impl PropertyId {
    pub const ALL: [PropertyId; N_PROPERTIES] = {
        use PropertyId::*;
        [
            Color, FontSize, BackgroundColor, FontFamily, FontStyle, FontWeight, LetterSpacing,
            TextDecorationLine, TextDecorationColor, MarginTop, MarginLeft, MarginBottom, MarginRight,
            PaddingTop, PaddingLeft, PaddingBottom, PaddingRight, BorderTopStyle, BorderLeftStyle,
            BorderBottomStyle, BorderRightStyle, BorderTopWidth, BorderLeftWidth, BorderBottomWidth,
            BorderRightWidth, BorderTopLeftRadius, BorderTopRightRadius, BorderBottomRightRadius,
            BorderBottomLeftRadius, OutlineStyle, OutlineWidth, OutlineOffset, BorderTopColor,
            BorderRightColor, BorderBottomColor, BorderLeftColor, OutlineColor, MinWidth, MinHeight,
            TransitionProperty, TransitionDuration, TransitionTimingFunction, TransitionDelay,
            AnimationName, AnimationDuration, AnimationTimingFunction, AnimationIterationCount,
            AnimationDirection, AnimationPlayState, AnimationDelay, AnimationFillMode, Opacity,
            CaretColor, KeyBindings,
        ]
    };

    pub fn index(self) -> usize {
        self as usize
    }

    pub fn from_index(index: usize) -> Option<Self> {
        Self::ALL.get(index).copied()
    }

    /// Parse a property name into a PropertyId
    pub fn from_name(name: &str) -> Option<Self> {
        Self::ALL.iter().copied().find(|id| id.name() == name)
    }

    pub fn name(self) -> &'static str {
        match self {
            Self::Color => "color",
            Self::FontSize => "font-size",
            Self::BackgroundColor => "background-color",
            Self::FontFamily => "font-family",
            Self::FontStyle => "font-style",
            Self::FontWeight => "font-weight",
            Self::LetterSpacing => "letter-spacing",
            Self::TextDecorationLine => "text-decoration-line",
            Self::TextDecorationColor => "text-decoration-color",
            Self::MarginTop => "margin-top",
            Self::MarginLeft => "margin-left",
            Self::MarginBottom => "margin-bottom",
            Self::MarginRight => "margin-right",
            Self::PaddingTop => "padding-top",
            Self::PaddingLeft => "padding-left",
            Self::PaddingBottom => "padding-bottom",
            Self::PaddingRight => "padding-right",
            Self::BorderTopStyle => "border-top-style",
            Self::BorderLeftStyle => "border-left-style",
            Self::BorderBottomStyle => "border-bottom-style",
            Self::BorderRightStyle => "border-right-style",
            Self::BorderTopWidth => "border-top-width",
            Self::BorderLeftWidth => "border-left-width",
            Self::BorderBottomWidth => "border-bottom-width",
            Self::BorderRightWidth => "border-right-width",
            Self::BorderTopLeftRadius => "border-top-left-radius",
            Self::BorderTopRightRadius => "border-top-right-radius",
            Self::BorderBottomRightRadius => "border-bottom-right-radius",
            Self::BorderBottomLeftRadius => "border-bottom-left-radius",
            Self::OutlineStyle => "outline-style",
            Self::OutlineWidth => "outline-width",
            Self::OutlineOffset => "outline-offset",
            Self::BorderTopColor => "border-top-color",
            Self::BorderRightColor => "border-right-color",
            Self::BorderBottomColor => "border-bottom-color",
            Self::BorderLeftColor => "border-left-color",
            Self::OutlineColor => "outline-color",
            Self::MinWidth => "min-width",
            Self::MinHeight => "min-height",
            Self::TransitionProperty => "transition-property",
            Self::TransitionDuration => "transition-duration",
            Self::TransitionTimingFunction => "transition-timing-function",
            Self::TransitionDelay => "transition-delay",
            Self::AnimationName => "animation-name",
            Self::AnimationDuration => "animation-duration",
            Self::AnimationTimingFunction => "animation-timing-function",
            Self::AnimationIterationCount => "animation-iteration-count",
            Self::AnimationDirection => "animation-direction",
            Self::AnimationPlayState => "animation-play-state",
            Self::AnimationDelay => "animation-delay",
            Self::AnimationFillMode => "animation-fill-mode",
            Self::Opacity => "opacity",
            Self::CaretColor => "caret-color",
            Self::KeyBindings => "-fos-key-bindings",
        }
    }

    /// Whether an unspecified value is taken from the parent
    pub fn is_inherit(self) -> bool {
        matches!(
            self,
            Self::Color
                | Self::FontSize
                | Self::FontFamily
                | Self::FontStyle
                | Self::FontWeight
                | Self::LetterSpacing
                | Self::CaretColor
        )
    }

    /// Whether transitions and keyframes may drive the property
    pub fn is_animated(self) -> bool {
        !matches!(
            self,
            Self::FontFamily
                | Self::FontStyle
                | Self::TextDecorationLine
                | Self::BorderTopStyle
                | Self::BorderLeftStyle
                | Self::BorderBottomStyle
                | Self::BorderRightStyle
                | Self::OutlineStyle
                | Self::TransitionProperty
                | Self::TransitionDuration
                | Self::TransitionTimingFunction
                | Self::TransitionDelay
                | Self::AnimationName
                | Self::AnimationDuration
                | Self::AnimationTimingFunction
                | Self::AnimationIterationCount
                | Self::AnimationDirection
                | Self::AnimationPlayState
                | Self::AnimationDelay
                | Self::AnimationFillMode
                | Self::KeyBindings
        )
    }

    fn kind(self) -> ValueKind {
        use PropertyId::*;
        match self {
            Color | BackgroundColor | TextDecorationColor | BorderTopColor | BorderRightColor
            | BorderBottomColor | BorderLeftColor | OutlineColor | CaretColor => ValueKind::Color,
            FontSize => ValueKind::Number(POSITIVE_LENGTH.union(NumberFlags::PERCENT)),
            FontFamily => ValueKind::FontFamily,
            FontStyle => ValueKind::Keyword(FONT_STYLES),
            FontWeight => ValueKind::FontWeight,
            LetterSpacing => ValueKind::Number(NumberFlags::LENGTH),
            TextDecorationLine => ValueKind::Keyword(TEXT_DECORATION_LINES),
            MarginTop | MarginLeft | MarginBottom | MarginRight | OutlineOffset => ValueKind::Number(LENGTH),
            PaddingTop | PaddingLeft | PaddingBottom | PaddingRight | BorderTopWidth | BorderLeftWidth
            | BorderBottomWidth | BorderRightWidth | OutlineWidth | MinWidth | MinHeight => {
                ValueKind::Number(POSITIVE_LENGTH)
            }
            BorderTopLeftRadius | BorderTopRightRadius | BorderBottomRightRadius | BorderBottomLeftRadius => {
                ValueKind::Number(POSITIVE_LENGTH.union(NumberFlags::PERCENT))
            }
            BorderTopStyle | BorderLeftStyle | BorderBottomStyle | BorderRightStyle | OutlineStyle => {
                ValueKind::Keyword(BORDER_STYLES)
            }
            TransitionProperty | AnimationName => ValueKind::IdentList,
            TransitionDuration | AnimationDuration => {
                ValueKind::TimeList(NumberFlags::TIME.union(NumberFlags::POSITIVE))
            }
            TransitionDelay | AnimationDelay => ValueKind::TimeList(NumberFlags::TIME),
            TransitionTimingFunction | AnimationTimingFunction => ValueKind::EasingList,
            AnimationIterationCount => ValueKind::IterationCountList,
            AnimationDirection => ValueKind::KeywordList(DIRECTIONS),
            AnimationPlayState => ValueKind::KeywordList(PLAY_STATES),
            AnimationFillMode => ValueKind::KeywordList(FILL_MODES),
            Opacity => ValueKind::Number(NumberFlags::NUMBER),
            KeyBindings => ValueKind::BindingNames,
        }
    }

    fn build_initial_value(self) -> CssValue {
        use PropertyId::*;
        let list = |value: CssValue| CssValue::array(vec![value]);
        match self {
            Color => CssValue::rgba(Rgba::WHITE),
            FontSize => CssValue::px(crate::values::DEFAULT_FONT_SIZE_PX),
            BackgroundColor => CssValue::rgba(Rgba::TRANSPARENT),
            FontFamily => list(CssValue::String(Arc::from("Sans"))),
            FontStyle => CssValue::ident("normal"),
            FontWeight => CssValue::number(400.0),
            TextDecorationLine => CssValue::ident("none"),
            TextDecorationColor | BorderTopColor | BorderRightColor | BorderBottomColor | BorderLeftColor
            | OutlineColor | CaretColor => CssValue::Color(ColorValue::CurrentColor),
            BorderTopStyle | BorderLeftStyle | BorderBottomStyle | BorderRightStyle | OutlineStyle => {
                CssValue::ident("none")
            }
            LetterSpacing | MarginTop | MarginLeft | MarginBottom | MarginRight | PaddingTop | PaddingLeft
            | PaddingBottom | PaddingRight | BorderTopWidth | BorderLeftWidth | BorderBottomWidth
            | BorderRightWidth | BorderTopLeftRadius | BorderTopRightRadius | BorderBottomRightRadius
            | BorderBottomLeftRadius | OutlineWidth | OutlineOffset | MinWidth | MinHeight => CssValue::px(0.0),
            TransitionProperty => list(CssValue::ident("all")),
            TransitionDuration | TransitionDelay | AnimationDuration | AnimationDelay => {
                list(CssValue::seconds(0.0))
            }
            TransitionTimingFunction | AnimationTimingFunction => list(CssValue::Easing(Easing::EASE)),
            AnimationName => list(CssValue::ident("none")),
            AnimationIterationCount => list(CssValue::number(1.0)),
            AnimationDirection => list(CssValue::ident("normal")),
            AnimationPlayState => list(CssValue::ident("running")),
            AnimationFillMode => list(CssValue::ident("none")),
            Opacity => CssValue::number(1.0),
            KeyBindings => CssValue::array(Vec::new()),
        }
    }

    /// The value used when nothing is specified and the property does not
    /// inherit
    pub fn initial_value(self) -> &'static CssValue {
        static INITIAL_VALUES: OnceLock<Vec<CssValue>> = OnceLock::new();
        let values = INITIAL_VALUES.get_or_init(|| Self::ALL.iter().map(|id| id.build_initial_value()).collect());
        &values[self.index()]
    }

    /// Parse a value for this property, including the `initial`, `inherit`
    /// and `unset` keywords
    pub fn parse_value(self, parser: &mut CssParser<'_>) -> Option<CssValue> {
        if let Some(value) = parse_global_keyword(parser) {
            return Some(value);
        }
        parse_kind(self.kind(), parser)
    }
}
//! Change Masks
//!
//! Bits describing which attribute changes of a node (or of its relatives)
//! can change the rulesets matching it. Selectors report the bits they
//! depend on; a combinator shifts the bits of the selectors to its left
//! into the sibling or parent range.

use bitflags::bitflags;
use serde::{Deserialize, Serialize};

bitflags! {
    /// Set of attribute changes a style depends on
    #[derive(Debug, Clone, Copy, PartialEq, Eq, Hash, Default, Serialize, Deserialize)]
    pub struct Change: u64 {
        const CLASS = 1 << 0;
        const NAME = 1 << 1;
        const ID = 1 << 2;
        const FIRST_CHILD = 1 << 3;
        const LAST_CHILD = 1 << 4;
        const NTH_CHILD = 1 << 5;
        const NTH_LAST_CHILD = 1 << 6;
        const STATE = 1 << 7;

        const SIBLING_CLASS = 1 << 8;
        const SIBLING_NAME = 1 << 9;
        const SIBLING_ID = 1 << 10;
        const SIBLING_FIRST_CHILD = 1 << 11;
        const SIBLING_LAST_CHILD = 1 << 12;
        const SIBLING_NTH_CHILD = 1 << 13;
        const SIBLING_NTH_LAST_CHILD = 1 << 14;
        const SIBLING_STATE = 1 << 15;

        const PARENT_CLASS = 1 << 16;
        const PARENT_NAME = 1 << 17;
        const PARENT_ID = 1 << 18;
        const PARENT_FIRST_CHILD = 1 << 19;
        const PARENT_LAST_CHILD = 1 << 20;
        const PARENT_NTH_CHILD = 1 << 21;
        const PARENT_NTH_LAST_CHILD = 1 << 22;
        const PARENT_STATE = 1 << 23;

        const PARENT_SIBLING_CLASS = 1 << 24;
        const PARENT_SIBLING_NAME = 1 << 25;
        const PARENT_SIBLING_ID = 1 << 26;
        const PARENT_SIBLING_FIRST_CHILD = 1 << 27;
        const PARENT_SIBLING_LAST_CHILD = 1 << 28;
        const PARENT_SIBLING_NTH_CHILD = 1 << 29;
        const PARENT_SIBLING_NTH_LAST_CHILD = 1 << 30;
        const PARENT_SIBLING_STATE = 1 << 31;

        /// The stylesheet itself changed
        const SOURCE = 1 << 32;
        const PARENT_STYLE = 1 << 33;
        const TIMESTAMP = 1 << 34;
        const ANIMATIONS = 1 << 35;

        /// Internal marker meaning "a ruleset matched"; never escapes a
        /// change computation
        const GOT_MATCH = 1 << 62;

        const POSITION = Self::FIRST_CHILD.bits()
            | Self::LAST_CHILD.bits()
            | Self::NTH_CHILD.bits()
            | Self::NTH_LAST_CHILD.bits();
        const SIBLING_POSITION = Self::POSITION.bits() << 8;
        const PARENT_POSITION = Self::POSITION.bits() << 16;
    }
}

impl Change {
    /// The bits describing the node's own attributes
    const BASE: u64 = 0xFF;
    const BASE_AND_SIBLING: u64 = 0xFFFF;
    /// Bits that pass unchanged through combinators
    const KEEP: Change = Change::SOURCE
        .union(Change::PARENT_STYLE)
        .union(Change::TIMESTAMP)
        .union(Change::ANIMATIONS)
        .union(Change::GOT_MATCH);

    /// Bits a selector depends on when it is reached through a sibling
    /// combinator
    pub fn for_sibling(self) -> Change {
        let shifted = (self.bits() & Self::BASE) << 8;
        (self & Self::KEEP) | Change::from_bits_retain(shifted)
    }

    /// Bits a selector depends on when it is reached through a child or
    /// descendant combinator
    pub fn for_child(self) -> Change {
        let shifted = (self.bits() & Self::BASE_AND_SIBLING) << 16;
        (self & Self::KEEP) | Change::from_bits_retain(shifted)
    }
}

#[cfg(test)]
mod tests {
    use super::*;

    #[test]
    fn test_for_sibling_shifts_base_bits() {
        let change = Change::CLASS | Change::STATE | Change::TIMESTAMP;
        assert_eq!(
            change.for_sibling(),
            Change::SIBLING_CLASS | Change::SIBLING_STATE | Change::TIMESTAMP
        );
    }

    #[test]
    fn test_for_child_shifts_sibling_bits_too() {
        let change = Change::NAME | Change::SIBLING_CLASS | Change::GOT_MATCH;
        assert_eq!(
            change.for_child(),
            Change::PARENT_NAME | Change::PARENT_SIBLING_CLASS | Change::GOT_MATCH
        );
    }

    #[test]
    fn test_parent_bits_fall_off() {
        assert_eq!(Change::PARENT_CLASS.for_child(), Change::empty());
        assert_eq!(Change::PARENT_CLASS.for_sibling(), Change::empty());
    }
}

## What the task asks
Every line that contains the string "node" should be copied from the entries.

## Solution to the exercise
//! Bits describing which attribute changes of a node (or of its relatives)
    /// The bits describing the node's own attributes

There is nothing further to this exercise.